***** INPUT
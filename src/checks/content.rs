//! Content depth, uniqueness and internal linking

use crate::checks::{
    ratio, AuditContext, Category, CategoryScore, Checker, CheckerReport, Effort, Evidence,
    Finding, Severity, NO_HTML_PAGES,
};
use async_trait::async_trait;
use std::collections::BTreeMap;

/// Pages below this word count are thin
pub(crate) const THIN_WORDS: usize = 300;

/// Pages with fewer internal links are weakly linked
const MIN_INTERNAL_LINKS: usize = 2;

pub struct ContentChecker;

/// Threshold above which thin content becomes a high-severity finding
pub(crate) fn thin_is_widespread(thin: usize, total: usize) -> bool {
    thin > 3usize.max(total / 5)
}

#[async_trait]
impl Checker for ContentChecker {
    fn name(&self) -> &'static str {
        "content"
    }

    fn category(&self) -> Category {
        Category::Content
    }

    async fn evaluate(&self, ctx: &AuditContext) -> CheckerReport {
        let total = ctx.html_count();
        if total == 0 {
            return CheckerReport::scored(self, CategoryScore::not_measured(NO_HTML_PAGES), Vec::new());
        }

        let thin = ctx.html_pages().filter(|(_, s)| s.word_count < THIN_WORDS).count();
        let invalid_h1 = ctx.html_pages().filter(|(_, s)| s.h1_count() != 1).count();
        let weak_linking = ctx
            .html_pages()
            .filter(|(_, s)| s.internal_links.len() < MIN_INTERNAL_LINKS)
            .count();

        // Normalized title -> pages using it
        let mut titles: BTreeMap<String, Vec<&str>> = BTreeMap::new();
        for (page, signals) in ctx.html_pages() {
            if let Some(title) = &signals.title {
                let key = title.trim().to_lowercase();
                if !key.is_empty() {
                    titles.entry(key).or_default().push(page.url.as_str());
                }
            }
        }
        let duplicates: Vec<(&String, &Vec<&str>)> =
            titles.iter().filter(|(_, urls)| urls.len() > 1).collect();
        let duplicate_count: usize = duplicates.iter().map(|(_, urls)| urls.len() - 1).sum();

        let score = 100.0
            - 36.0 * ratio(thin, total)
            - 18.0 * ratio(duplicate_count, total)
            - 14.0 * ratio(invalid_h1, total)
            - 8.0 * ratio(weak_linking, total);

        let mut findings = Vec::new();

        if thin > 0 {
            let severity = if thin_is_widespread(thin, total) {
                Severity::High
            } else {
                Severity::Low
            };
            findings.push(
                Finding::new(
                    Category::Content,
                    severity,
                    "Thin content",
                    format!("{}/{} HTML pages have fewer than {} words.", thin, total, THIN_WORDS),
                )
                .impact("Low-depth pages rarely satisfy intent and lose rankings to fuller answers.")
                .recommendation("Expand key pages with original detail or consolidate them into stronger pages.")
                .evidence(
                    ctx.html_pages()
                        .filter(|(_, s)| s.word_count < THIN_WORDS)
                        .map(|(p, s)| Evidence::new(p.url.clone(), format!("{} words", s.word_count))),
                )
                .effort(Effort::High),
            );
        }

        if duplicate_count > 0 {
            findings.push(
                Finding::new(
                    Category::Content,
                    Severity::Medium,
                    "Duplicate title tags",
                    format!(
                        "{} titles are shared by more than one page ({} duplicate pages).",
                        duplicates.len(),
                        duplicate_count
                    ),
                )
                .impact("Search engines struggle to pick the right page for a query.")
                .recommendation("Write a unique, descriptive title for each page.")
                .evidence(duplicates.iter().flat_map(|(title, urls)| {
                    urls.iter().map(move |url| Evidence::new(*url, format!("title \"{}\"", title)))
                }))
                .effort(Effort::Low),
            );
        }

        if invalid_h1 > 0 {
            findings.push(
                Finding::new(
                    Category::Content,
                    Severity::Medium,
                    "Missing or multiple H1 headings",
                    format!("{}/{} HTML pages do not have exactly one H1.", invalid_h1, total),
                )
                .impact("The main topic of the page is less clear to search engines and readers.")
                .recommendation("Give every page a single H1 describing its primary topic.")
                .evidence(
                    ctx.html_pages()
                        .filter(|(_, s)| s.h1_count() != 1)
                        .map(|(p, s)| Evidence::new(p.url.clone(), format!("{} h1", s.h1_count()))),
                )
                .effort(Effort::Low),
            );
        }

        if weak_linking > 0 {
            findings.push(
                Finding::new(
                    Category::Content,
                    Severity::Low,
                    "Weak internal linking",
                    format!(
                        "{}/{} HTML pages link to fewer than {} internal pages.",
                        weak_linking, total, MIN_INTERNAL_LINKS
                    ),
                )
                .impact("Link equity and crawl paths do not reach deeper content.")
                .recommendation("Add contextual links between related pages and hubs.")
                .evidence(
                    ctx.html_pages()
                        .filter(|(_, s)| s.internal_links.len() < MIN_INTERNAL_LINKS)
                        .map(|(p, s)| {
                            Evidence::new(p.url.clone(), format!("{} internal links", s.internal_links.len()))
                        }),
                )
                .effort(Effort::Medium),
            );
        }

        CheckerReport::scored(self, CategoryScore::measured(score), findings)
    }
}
**********
***** INPUT
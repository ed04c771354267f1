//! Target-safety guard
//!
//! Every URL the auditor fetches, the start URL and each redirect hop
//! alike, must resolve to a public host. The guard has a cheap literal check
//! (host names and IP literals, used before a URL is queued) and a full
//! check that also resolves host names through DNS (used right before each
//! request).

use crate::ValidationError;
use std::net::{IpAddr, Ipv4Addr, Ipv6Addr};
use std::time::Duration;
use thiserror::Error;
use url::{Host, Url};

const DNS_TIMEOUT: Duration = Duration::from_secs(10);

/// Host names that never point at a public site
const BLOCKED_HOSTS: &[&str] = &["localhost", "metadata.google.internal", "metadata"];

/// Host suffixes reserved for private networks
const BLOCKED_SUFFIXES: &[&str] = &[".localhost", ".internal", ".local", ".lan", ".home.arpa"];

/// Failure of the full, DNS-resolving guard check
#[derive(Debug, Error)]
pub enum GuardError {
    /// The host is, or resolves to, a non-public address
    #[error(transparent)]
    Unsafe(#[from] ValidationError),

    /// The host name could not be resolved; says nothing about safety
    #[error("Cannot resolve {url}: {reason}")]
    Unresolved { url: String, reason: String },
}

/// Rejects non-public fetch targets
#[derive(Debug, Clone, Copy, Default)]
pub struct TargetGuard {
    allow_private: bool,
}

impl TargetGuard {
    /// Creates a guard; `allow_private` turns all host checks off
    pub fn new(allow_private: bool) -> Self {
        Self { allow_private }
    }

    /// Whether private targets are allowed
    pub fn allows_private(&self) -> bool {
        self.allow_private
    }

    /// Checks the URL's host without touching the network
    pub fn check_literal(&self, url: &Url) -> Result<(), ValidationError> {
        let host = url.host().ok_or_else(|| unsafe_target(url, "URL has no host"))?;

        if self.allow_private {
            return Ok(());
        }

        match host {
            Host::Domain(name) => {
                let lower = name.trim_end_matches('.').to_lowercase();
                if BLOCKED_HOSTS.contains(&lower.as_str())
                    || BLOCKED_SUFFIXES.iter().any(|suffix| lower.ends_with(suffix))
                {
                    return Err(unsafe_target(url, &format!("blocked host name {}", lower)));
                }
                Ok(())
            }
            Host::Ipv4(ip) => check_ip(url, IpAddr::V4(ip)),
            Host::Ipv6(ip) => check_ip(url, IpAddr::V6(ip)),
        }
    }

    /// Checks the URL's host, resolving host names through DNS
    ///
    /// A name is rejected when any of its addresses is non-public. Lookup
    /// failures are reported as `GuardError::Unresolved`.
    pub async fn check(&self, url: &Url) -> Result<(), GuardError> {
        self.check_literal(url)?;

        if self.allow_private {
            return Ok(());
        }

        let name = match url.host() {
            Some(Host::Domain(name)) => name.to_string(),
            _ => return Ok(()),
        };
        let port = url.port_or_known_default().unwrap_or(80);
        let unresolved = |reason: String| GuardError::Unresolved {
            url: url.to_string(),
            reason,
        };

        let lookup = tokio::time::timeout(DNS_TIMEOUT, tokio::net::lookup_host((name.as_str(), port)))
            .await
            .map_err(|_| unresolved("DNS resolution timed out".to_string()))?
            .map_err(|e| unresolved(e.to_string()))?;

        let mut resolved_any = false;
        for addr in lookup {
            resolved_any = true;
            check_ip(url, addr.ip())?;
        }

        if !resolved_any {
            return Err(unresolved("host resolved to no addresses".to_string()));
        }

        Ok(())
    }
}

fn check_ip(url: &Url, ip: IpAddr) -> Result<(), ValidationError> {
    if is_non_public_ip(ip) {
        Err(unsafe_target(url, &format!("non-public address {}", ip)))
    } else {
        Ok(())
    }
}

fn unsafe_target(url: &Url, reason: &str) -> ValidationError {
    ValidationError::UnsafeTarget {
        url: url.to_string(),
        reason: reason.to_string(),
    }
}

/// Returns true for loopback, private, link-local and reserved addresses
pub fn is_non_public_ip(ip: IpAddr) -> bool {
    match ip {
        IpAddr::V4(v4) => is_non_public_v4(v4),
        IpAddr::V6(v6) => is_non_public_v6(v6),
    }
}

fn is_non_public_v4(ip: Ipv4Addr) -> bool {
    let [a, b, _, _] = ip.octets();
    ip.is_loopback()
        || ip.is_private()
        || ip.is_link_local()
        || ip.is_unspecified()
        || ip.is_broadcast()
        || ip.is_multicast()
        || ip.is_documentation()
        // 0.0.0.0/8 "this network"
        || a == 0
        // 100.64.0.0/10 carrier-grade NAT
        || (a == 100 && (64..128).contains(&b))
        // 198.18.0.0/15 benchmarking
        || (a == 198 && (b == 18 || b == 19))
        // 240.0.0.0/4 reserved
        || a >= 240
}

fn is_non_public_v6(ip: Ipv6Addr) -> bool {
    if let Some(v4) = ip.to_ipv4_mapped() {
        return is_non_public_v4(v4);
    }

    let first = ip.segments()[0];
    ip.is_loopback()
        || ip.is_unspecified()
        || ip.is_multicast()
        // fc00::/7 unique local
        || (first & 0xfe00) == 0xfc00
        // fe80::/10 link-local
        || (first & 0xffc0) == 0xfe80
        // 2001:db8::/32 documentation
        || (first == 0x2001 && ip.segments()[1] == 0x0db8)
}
**********
***** INPUT
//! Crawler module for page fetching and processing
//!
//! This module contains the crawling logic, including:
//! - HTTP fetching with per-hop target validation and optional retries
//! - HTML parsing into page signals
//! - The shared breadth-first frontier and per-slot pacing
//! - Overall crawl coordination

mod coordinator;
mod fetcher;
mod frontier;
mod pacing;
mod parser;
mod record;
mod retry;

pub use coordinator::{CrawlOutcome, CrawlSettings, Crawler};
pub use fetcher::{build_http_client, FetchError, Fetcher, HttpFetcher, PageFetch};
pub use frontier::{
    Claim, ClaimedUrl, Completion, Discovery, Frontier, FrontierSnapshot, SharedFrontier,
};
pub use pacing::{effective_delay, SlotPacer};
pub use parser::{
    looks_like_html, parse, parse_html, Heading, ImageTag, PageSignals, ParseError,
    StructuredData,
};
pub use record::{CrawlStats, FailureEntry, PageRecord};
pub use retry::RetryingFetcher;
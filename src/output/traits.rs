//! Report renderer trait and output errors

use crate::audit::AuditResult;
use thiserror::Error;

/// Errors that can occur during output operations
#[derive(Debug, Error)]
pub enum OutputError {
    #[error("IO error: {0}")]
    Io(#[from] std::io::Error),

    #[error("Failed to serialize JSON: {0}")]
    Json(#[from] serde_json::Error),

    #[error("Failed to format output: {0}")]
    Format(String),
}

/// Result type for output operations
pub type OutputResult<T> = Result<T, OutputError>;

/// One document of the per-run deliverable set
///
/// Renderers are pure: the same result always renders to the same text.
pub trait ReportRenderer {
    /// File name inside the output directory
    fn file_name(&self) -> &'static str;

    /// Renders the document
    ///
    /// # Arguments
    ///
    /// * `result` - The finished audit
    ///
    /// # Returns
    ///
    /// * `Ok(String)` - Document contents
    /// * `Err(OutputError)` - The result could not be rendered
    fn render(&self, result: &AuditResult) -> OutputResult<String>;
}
**********
WHAT YOU SHOULD DO =
Give only how many lines above hold "titles".

EXERCISE RESULT =
4